My question:
A basic auth GET from my vendor works in Postman, but using the Javascript code generated from Postman fails with a CORs error. But, when I place the endpoint in my browser, and then enter the username/pass in the dialog box that pops up (yes, I know its a bit risky), it works fine.
Why?
I kept the request and response headers from the attempt from my site and the successful attempt from Chrome and can post a sanitized version if that helps.
Details (like screenshots):
Here is the Postman-generated code:
var myHeaders = new Headers();
myHeaders.append("Authorization", "Basic <suppressed>");
myHeaders.append("Cookie", "<Postman is adding a cookie...not sure why but it doesn't seem to be the issue");
var requestOptions = {
method: 'GET',
headers: myHeaders,
};
fetch("https://<suppressed>", requestOptions)

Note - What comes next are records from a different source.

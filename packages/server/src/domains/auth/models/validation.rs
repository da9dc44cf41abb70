//! Format rules for login input.
//!
//! Everything here runs before the transport is touched; a value of one of
//! these types is always well-formed.

use lazy_static::lazy_static;
use regex::Regex;
use serde::Serialize;
use std::fmt;

use crate::domains::auth::errors::ValidationError;

lazy_static! {
    static ref PHONE_REGEX: Regex = Regex::new(r"^\+?[0-9]{10,15}$").unwrap();
    static ref CODE_REGEX: Regex = Regex::new(r"^[0-9]{5,6}$").unwrap();
}

#[derive(Debug, Clone, PartialEq, Eq, Serialize)]
#[serde(transparent)]
pub struct PhoneNumber(String);

impl PhoneNumber {
    pub fn parse(raw: &str) -> Result<Self, ValidationError> {
        let trimmed = raw.trim();
        if PHONE_REGEX.is_match(trimmed) {
            Ok(Self(trimmed.to_string()))
        } else {
            Err(ValidationError::MalformedPhoneNumber)
        }
    }

    pub fn looks_valid(raw: &str) -> bool {
        PHONE_REGEX.is_match(raw.trim())
    }

    pub fn as_str(&self) -> &str {
        &self.0
    }
}

impl fmt::Display for PhoneNumber {
    fn fmt(&self, f: &mut fmt::Formatter<'_>) -> fmt::Result {
        f.write_str(&self.0)
    }
}

/// One-time login code. Spaces and dashes are dropped before checking, so a
/// pasted `12 345` or `123-456` is accepted.
#[derive(Debug, Clone, PartialEq, Eq)]
pub struct LoginCode(String);

impl LoginCode {
    pub fn parse(raw: &str) -> Result<Self, ValidationError> {
        let normalized = normalize_code(raw);
        if CODE_REGEX.is_match(&normalized) {
            Ok(Self(normalized))
        } else {
            Err(ValidationError::MalformedCode)
        }
    }

    pub fn looks_valid(raw: &str) -> bool {
        CODE_REGEX.is_match(&normalize_code(raw))
    }

    pub fn as_str(&self) -> &str {
        &self.0
    }
}

fn normalize_code(raw: &str) -> String {
    raw.chars()
        .filter(|c| !c.is_whitespace() && *c != '-')
        .collect()
}

/// Second-factor password. Kept verbatim; only emptiness is rejected.
#[derive(Clone, PartialEq, Eq)]
pub struct Password(String);

impl Password {
    pub fn parse(raw: &str) -> Result<Self, ValidationError> {
        if raw.trim().is_empty() {
            Err(ValidationError::EmptyPassword)
        } else {
            Ok(Self(raw.to_string()))
        }
    }

    pub fn expose(&self) -> &str {
        &self.0
    }
}

impl fmt::Debug for Password {
    fn fmt(&self, f: &mut fmt::Formatter<'_>) -> fmt::Result {
        f.write_str("Password(***)")
    }
}
use super::models::{LoginCode, Password, PhoneNumber};

/// Auth events - facts about what arrived for a login attempt
///
/// Input is validated before it becomes an event, so every event here is
/// well-formed. Whether it fits the attempt's current state is for the
/// machine to decide.
#[derive(Debug, Clone)]
pub enum LoginEvent {
    /// The user sent a phone number to log in with
    PhoneSubmitted { phone_number: PhoneNumber },

    /// The user sent the one-time code
    CodeSubmitted { code: LoginCode },

    /// The user sent the second-factor password
    PasswordSubmitted { password: Password },

    /// The user asked to stop
    CancelRequested,

    /// Nothing happened for longer than the login timeout
    TimedOut,
}

impl LoginEvent {
    /// Short name used in "unexpected input" replies and logs.
    pub fn input_name(&self) -> &'static str {
        match self {
            LoginEvent::PhoneSubmitted { .. } => "phone number",
            LoginEvent::CodeSubmitted { .. } => "login code",
            LoginEvent::PasswordSubmitted { .. } => "password",
            LoginEvent::CancelRequested => "cancel",
            LoginEvent::TimedOut => "timeout",
        }
    }
}
//! Stored session endpoints.

use axum::extract::{Extension, Path};
use axum::Json;
use serde::Deserialize;

use crate::common::UserId;
use crate::domains::auth::LoginOutcome;
use crate::server::app::AxumAppState;
use crate::server::ApiError;

#[derive(Debug, Deserialize)]
pub struct ImportSessionRequest {
    pub session: String,
}

pub async fn list_sessions_handler(
    Extension(state): Extension<AxumAppState>,
    Path(user_id): Path<UserId>,
) -> Result<Json<LoginOutcome>, ApiError> {
    let outcome = state.manager.list_sessions(user_id).await?;
    Ok(Json(outcome))
}

pub async fn import_session_handler(
    Extension(state): Extension<AxumAppState>,
    Path(user_id): Path<UserId>,
    Json(req): Json<ImportSessionRequest>,
) -> Result<Json<LoginOutcome>, ApiError> {
    let outcome = state.manager.import_session(user_id, &req.session).await?;
    Ok(Json(outcome))
}

pub async fn relay_code_handler(
    Extension(state): Extension<AxumAppState>,
    Path((user_id, session_id)): Path<(UserId, String)>,
) -> Result<Json<LoginOutcome>, ApiError> {
    let outcome = state.manager.relay_code(user_id, &session_id).await?;
    Ok(Json(outcome))
}
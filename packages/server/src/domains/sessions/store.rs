//! Session store backed by a single JSON file.

use std::io::ErrorKind;
use std::path::{Path, PathBuf};

use anyhow::{Context, Result};
use async_trait::async_trait;
use chrono::Utc;
use tokio::sync::Mutex;
use tracing::{debug, info};

use super::models::{NewSession, SessionBook, StoredSession};
use crate::common::UserId;
use crate::kernel::BaseSessionStore;

pub const SESSIONS_FILE: &str = "sessions.json";

/// Keeps every session in memory and rewrites `sessions.json` on each save.
///
/// The file is replaced atomically (write to a sibling temp file, then
/// rename), so a crash mid-write leaves the previous contents intact.
pub struct JsonFileSessionStore {
    path: PathBuf,
    book: Mutex<SessionBook>,
}

impl JsonFileSessionStore {
    /// Open (or create) the store inside `dir`.
    pub async fn open(dir: impl AsRef<Path>) -> Result<Self> {
        let dir = dir.as_ref();
        tokio::fs::create_dir_all(dir)
            .await
            .with_context(|| format!("Failed to create session directory {}", dir.display()))?;

        let path = dir.join(SESSIONS_FILE);
        let book = match tokio::fs::read(&path).await {
            Ok(bytes) if bytes.iter().all(u8::is_ascii_whitespace) => SessionBook::new(),
            Ok(bytes) => serde_json::from_slice(&bytes)
                .with_context(|| format!("Failed to parse {}", path.display()))?,
            Err(e) if e.kind() == ErrorKind::NotFound => SessionBook::new(),
            Err(e) => {
                return Err(e).with_context(|| format!("Failed to read {}", path.display()))
            }
        };

        info!(path = %path.display(), sessions = book.len(), "Session store opened");
        Ok(Self {
            path,
            book: Mutex::new(book),
        })
    }

    pub fn path(&self) -> &Path {
        &self.path
    }

    async fn write(&self, book: &SessionBook) -> Result<()> {
        let json = serde_json::to_vec_pretty(book).context("Failed to serialize sessions")?;
        let tmp = self.path.with_extension("json.tmp");
        tokio::fs::write(&tmp, json)
            .await
            .with_context(|| format!("Failed to write {}", tmp.display()))?;
        tokio::fs::rename(&tmp, &self.path)
            .await
            .with_context(|| format!("Failed to replace {}", self.path.display()))?;
        Ok(())
    }
}

#[async_trait]
impl BaseSessionStore for JsonFileSessionStore {
    async fn save(&self, session: NewSession) -> Result<StoredSession> {
        let mut book = self.book.lock().await;

        // Only commit to memory once the file has the new contents.
        let mut next = book.clone();
        let stored = next.upsert(session, Utc::now());
        self.write(&next).await?;
        *book = next;

        debug!(session_id = %stored.id, owner_id = %stored.owner_id, "Session written");
        Ok(stored)
    }

    async fn list(&self, owner: Option<UserId>) -> Result<Vec<StoredSession>> {
        Ok(self.book.lock().await.list(owner))
    }

    async fn get(&self, id: &str) -> Result<Option<StoredSession>> {
        Ok(self.book.lock().await.get(id).cloned())
    }
}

.then(response => response.text())
.then(result => console.log(result))
.catch(error => console.log('error', error));
How I found the problem:
console.log and Network/headers
I’ve already tried:
-tried removing the cookie
-tried adding mode: ‘no-cors’ to request. Sometimes that get’s me past the CORS error, but then I get a 401 Unauthorized.
-tried replacing the base64 that Postman provides and perform that encoding in the code but same results.
-tried to refactor code into just a fetch with the second argument being the headers. same result
-tried using the successful request headers from my successful Chrome test. That didn’t work well at all.